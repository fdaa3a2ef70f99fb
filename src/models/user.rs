// SPDX-License-Identifier: MIT

//! User model for storage and API.

use serde::{Deserialize, Serialize};

/// Role assigned at registration time.
#[derive(Debug, Clone, Copy, PartialEq, Eq, Serialize, Deserialize, Default)]
#[serde(rename_all = "lowercase")]
pub enum UserRole {
    Artist,
    #[default]
    User,
}

/// User profile stored in Firestore, mirrored from the identity provider
/// on first sign-in.
#[derive(Debug, Clone, Serialize, Deserialize)]
pub struct User {
    /// Identity provider UID (also used as document ID)
    pub uid: String,
    /// Display name
    pub name: String,
    /// Email address
    pub email: String,
    /// Role chosen at registration (defaults to `user` when mirrored)
    #[serde(default)]
    pub role: UserRole,
    /// Profile picture URL
    pub profile_image: Option<String>,
    /// When the document was created (ISO 8601)
    pub created_at: String,
    /// Last profile update (ISO 8601)
    pub updated_at: String,
}

/// A user's catalog OAuth tokens, stored per UID.
///
/// The expiry is computed at issuance (`issued_at + expires_in`) and never
/// re-validated against server time.
#[derive(Debug, Clone, Serialize, Deserialize)]
pub struct StoredCatalogTokens {
    pub access_token: String,
    pub refresh_token: String,
    /// When the access token expires (ISO 8601)
    pub expires_at: String,
}
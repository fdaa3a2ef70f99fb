// SPDX-License-Identifier: MIT

//! Typed response schemas for the external music catalog API.
//!
//! Every payload crossing the API boundary is deserialized into one of
//! these shapes; nothing downstream handles raw JSON.

use serde::{Deserialize, Serialize};

/// Response from the catalog token endpoint (both grant types).
///
/// `refresh_token` is present for the authorization-code grant and for
/// refreshes that rotate the token; never for client credentials.
#[derive(Debug, Clone, Deserialize)]
pub struct TokenResponse {
    pub access_token: String,
    pub token_type: String,
    pub expires_in: i64,
    #[serde(default)]
    pub refresh_token: Option<String>,
    #[serde(default)]
    pub scope: Option<String>,
}

/// Error body returned by the catalog token endpoint.
#[derive(Debug, Clone, Deserialize)]
pub struct TokenErrorBody {
    pub error: String,
    #[serde(default)]
    pub error_description: Option<String>,
}

#[derive(Debug, Clone, Serialize, Deserialize)]
pub struct Image {
    pub url: String,
    pub height: Option<u32>,
    pub width: Option<u32>,
}

#[derive(Debug, Clone, Serialize, Deserialize)]
pub struct SimplifiedArtist {
    pub id: String,
    pub name: String,
}

#[derive(Debug, Clone, Serialize, Deserialize)]
pub struct Artist {
    pub id: String,
    pub name: String,
    #[serde(default)]
    pub genres: Vec<String>,
    #[serde(default)]
    pub images: Vec<Image>,
}

#[derive(Debug, Clone, Serialize, Deserialize)]
pub struct Album {
    pub id: String,
    pub name: String,
    #[serde(default)]
    pub images: Vec<Image>,
    #[serde(default)]
    pub release_date: Option<String>,
    #[serde(default)]
    pub artists: Vec<SimplifiedArtist>,
}

#[derive(Debug, Clone, Serialize, Deserialize)]
pub struct Track {
    pub id: String,
    pub name: String,
    #[serde(default)]
    pub artists: Vec<SimplifiedArtist>,
    #[serde(default)]
    pub album: Option<Album>,
    #[serde(default)]
    pub duration_ms: u64,
    #[serde(default)]
    pub preview_url: Option<String>,
}

/// Generic paging envelope used by list endpoints.
#[derive(Debug, Clone, Serialize, Deserialize)]
pub struct Paging<T> {
    pub items: Vec<T>,
    #[serde(default)]
    pub total: u32,
    #[serde(default)]
    pub limit: u32,
    #[serde(default)]
    pub offset: u32,
    #[serde(default)]
    pub next: Option<String>,
}

/// Search response; each section is present only when its type was requested.
#[derive(Debug, Clone, Serialize, Deserialize)]
pub struct SearchResults {
    #[serde(default, skip_serializing_if = "Option::is_none")]
    pub tracks: Option<Paging<Track>>,
    #[serde(default, skip_serializing_if = "Option::is_none")]
    pub artists: Option<Paging<Artist>>,
    #[serde(default, skip_serializing_if = "Option::is_none")]
    pub albums: Option<Paging<Album>>,
}

/// Catalog-side user profile (read-only).
#[derive(Debug, Clone, Serialize, Deserialize)]
pub struct CatalogProfile {
    pub id: String,
    #[serde(default)]
    pub display_name: Option<String>,
    #[serde(default)]
    pub email: Option<String>,
    #[serde(default)]
    pub images: Vec<Image>,
}

/// Catalog-side playlist summary.
#[derive(Debug, Clone, Serialize, Deserialize)]
pub struct CatalogPlaylist {
    pub id: String,
    pub name: String,
    #[serde(default)]
    pub description: Option<String>,
    #[serde(default)]
    pub images: Vec<Image>,
}

/// One entry of a catalog playlist's track list.
#[derive(Debug, Clone, Serialize, Deserialize)]
pub struct PlaylistItem {
    /// None for tracks that have been removed from the catalog.
    pub track: Option<Track>,
    #[serde(default)]
    pub added_at: Option<String>,
}

#[derive(Debug, Clone, Serialize, Deserialize)]
pub struct PlaylistTracks {
    pub items: Vec<PlaylistItem>,
    #[serde(default)]
    pub total: u32,
}

#[derive(Debug, Clone, Serialize, Deserialize)]
pub struct NewReleases {
    pub albums: Paging<Album>,
}

#[derive(Debug, Clone, Serialize, Deserialize)]
pub struct FeaturedPlaylists {
    #[serde(default)]
    pub message: Option<String>,
    pub playlists: Paging<CatalogPlaylist>,
}

#[derive(Debug, Clone, Serialize, Deserialize)]
pub struct Recommendations {
    pub tracks: Vec<Track>,
}

#[derive(Debug, Clone, Serialize, Deserialize)]
pub struct GenreSeeds {
    pub genres: Vec<String>,
}

#[derive(Debug, Clone, Serialize, Deserialize)]
pub struct ArtistTopTracks {
    pub tracks: Vec<Track>,
}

PROBLEM TO WORK ON. Which lines in the listing above include the string "only"? Copy each of them.

REPLY.
/// Search response; each section is present only when its type was requested.
/// Catalog-side user profile (read-only).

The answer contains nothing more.